- [Dataset items]
use crate::camera::{default_source, FrameSource};
use crate::config::FocuscamConfig;
use crate::detector::PersonDetector;
use crate::error::{FocuscamError, Result};
use crate::session::MonitorSession;
use parking_lot::Mutex;
use std::collections::HashMap;
use std::sync::Arc;
use tracing::{debug, info};

/// Registry of monitoring sessions keyed by session id.
///
/// Registry mutations are serialized by a single lock; each session manages
/// its own internal concurrency. The lock is never held across an await:
/// stopping a session happens after its entry has left the map.
pub struct SessionManager {
    config: FocuscamConfig,
    detector: Arc<dyn PersonDetector>,
    sessions: Mutex<HashMap<String, Arc<MonitorSession>>>,
}

impl SessionManager {
    /// Create a manager that builds sessions from `config` and hands every
    /// one the given detector.
    pub fn new(config: FocuscamConfig, detector: Arc<dyn PersonDetector>) -> Self {
        Self {
            config,
            detector,
            sessions: Mutex::new(HashMap::new()),
        }
    }

    /// Register a new session backed by the platform default frame source.
    ///
    /// `camera_index` overrides the configured device for this session.
    pub fn create_session(
        &self,
        id: &str,
        camera_index: Option<u32>,
    ) -> Result<Arc<MonitorSession>> {
        let mut camera_config = self.config.camera.clone();
        if let Some(index) = camera_index {
            camera_config.index = index;
        }
        let source = default_source(&camera_config);
        self.register(id, source, Arc::clone(&self.detector))
    }

    /// Register a session with an explicit frame source and detector.
    pub fn create_session_with(
        &self,
        id: &str,
        source: Box<dyn FrameSource>,
        detector: Arc<dyn PersonDetector>,
    ) -> Result<Arc<MonitorSession>> {
        self.register(id, source, detector)
    }

    fn register(
        &self,
        id: &str,
        source: Box<dyn FrameSource>,
        detector: Arc<dyn PersonDetector>,
    ) -> Result<Arc<MonitorSession>> {
        let mut sessions = self.sessions.lock();
        if sessions.contains_key(id) {
            return Err(FocuscamError::SessionExists { id: id.to_string() });
        }

        let session = Arc::new(MonitorSession::new(
            id,
            self.config.processing.clone(),
            source,
            detector,
        ));
        sessions.insert(id.to_string(), Arc::clone(&session));

        info!(session = %id, "session created");
        Ok(session)
    }

    /// Look up a session; absence is not an error.
    pub fn get_session(&self, id: &str) -> Option<Arc<MonitorSession>> {
        self.sessions.lock().get(id).cloned()
    }

    /// Look up a session, surfacing absence as a named error for API
    /// callers that must distinguish "not found" from "not running".
    pub fn require_session(&self, id: &str) -> Result<Arc<MonitorSession>> {
        self.get_session(id)
            .ok_or_else(|| FocuscamError::SessionNotFound { id: id.to_string() })
    }

    /// Stop (if running) and evict a session. Returns whether it existed.
    pub async fn remove_session(&self, id: &str) -> bool {
        let session = self.sessions.lock().remove(id);

        match session {
            Some(session) => {
                if session.is_running() {
                    session.stop().await;
                }
                info!(session = %id, "session removed");
                true
            }
            None => {
                debug!(session = %id, "remove requested for unknown session");
                false
            }
        }
    }

    /// Ids of all registered sessions.
    pub fn list_sessions(&self) -> Vec<String> {
        self.sessions.lock().keys().cloned().collect()
    }

    /// Number of registered sessions.
    pub fn session_count(&self) -> usize {
        self.sessions.lock().len()
    }

    /// Stop every running session. Sessions stay registered; used at
    /// process teardown.
    pub async fn shutdown_all(&self) {
        let sessions: Vec<Arc<MonitorSession>> =
            self.sessions.lock().values().cloned().collect();

        info!("shutting down {} session(s)", sessions.len());
        for session in sessions {
            if session.is_running() {
                session.stop().await;
            }
        }
    }
}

- [ACTION ITEM] Each line of the records must be reproduced exactly.

- [THE COMPLETED TASK]
use crate::camera::{default_source, FrameSource};
use crate::config::FocuscamConfig;
use crate::detector::PersonDetector;
use crate::error::{FocuscamError, Result};
use crate::session::MonitorSession;
use parking_lot::Mutex;
use std::collections::HashMap;
use std::sync::Arc;
use tracing::{debug, info};

/// Registry of monitoring sessions keyed by session id.
///
/// Registry mutations are serialized by a single lock; each session manages
/// its own internal concurrency. The lock is never held across an await:
/// stopping a session happens after its entry has left the map.
pub struct SessionManager {
    config: FocuscamConfig,
    detector: Arc<dyn PersonDetector>,
    sessions: Mutex<HashMap<String, Arc<MonitorSession>>>,
}

impl SessionManager {
    /// Create a manager that builds sessions from `config` and hands every
    /// one the given detector.
    pub fn new(config: FocuscamConfig, detector: Arc<dyn PersonDetector>) -> Self {
        Self {
            config,
            detector,
            sessions: Mutex::new(HashMap::new()),
        }
    }

    /// Register a new session backed by the platform default frame source.
    ///
    /// `camera_index` overrides the configured device for this session.
    pub fn create_session(
        &self,
        id: &str,
        camera_index: Option<u32>,
    ) -> Result<Arc<MonitorSession>> {
        let mut camera_config = self.config.camera.clone();
        if let Some(index) = camera_index {
            camera_config.index = index;
        }
        let source = default_source(&camera_config);
        self.register(id, source, Arc::clone(&self.detector))
    }

    /// Register a session with an explicit frame source and detector.
    pub fn create_session_with(
        &self,
        id: &str,
        source: Box<dyn FrameSource>,
        detector: Arc<dyn PersonDetector>,
    ) -> Result<Arc<MonitorSession>> {
        self.register(id, source, detector)
    }

    fn register(
        &self,
        id: &str,
        source: Box<dyn FrameSource>,
        detector: Arc<dyn PersonDetector>,
    ) -> Result<Arc<MonitorSession>> {
        let mut sessions = self.sessions.lock();
        if sessions.contains_key(id) {
            return Err(FocuscamError::SessionExists { id: id.to_string() });
        }

        let session = Arc::new(MonitorSession::new(
            id,
            self.config.processing.clone(),
            source,
            detector,
        ));
        sessions.insert(id.to_string(), Arc::clone(&session));

        info!(session = %id, "session created");
        Ok(session)
    }

    /// Look up a session; absence is not an error.
    pub fn get_session(&self, id: &str) -> Option<Arc<MonitorSession>> {
        self.sessions.lock().get(id).cloned()
    }

    /// Look up a session, surfacing absence as a named error for API
    /// callers that must distinguish "not found" from "not running".
    pub fn require_session(&self, id: &str) -> Result<Arc<MonitorSession>> {
        self.get_session(id)
            .ok_or_else(|| FocuscamError::SessionNotFound { id: id.to_string() })
    }

    /// Stop (if running) and evict a session. Returns whether it existed.
    pub async fn remove_session(&self, id: &str) -> bool {
        let session = self.sessions.lock().remove(id);

        match session {
            Some(session) => {
                if session.is_running() {
                    session.stop().await;
                }
                info!(session = %id, "session removed");
                true
            }
            None => {
                debug!(session = %id, "remove requested for unknown session");
                false
            }
        }
    }

    /// Ids of all registered sessions.
    pub fn list_sessions(&self) -> Vec<String> {
        self.sessions.lock().keys().cloned().collect()
    }

    /// Number of registered sessions.
    pub fn session_count(&self) -> usize {
        self.sessions.lock().len()
    }

    /// Stop every running session. Sessions stay registered; used at
    /// process teardown.
    pub async fn shutdown_all(&self) {
        let sessions: Vec<Arc<MonitorSession>> =
            self.sessions.lock().values().cloned().collect();

        info!("shutting down {} session(s)", sessions.len());
        for session in sessions {
            if session.is_running() {
                session.stop().await;
            }
        }
    }
}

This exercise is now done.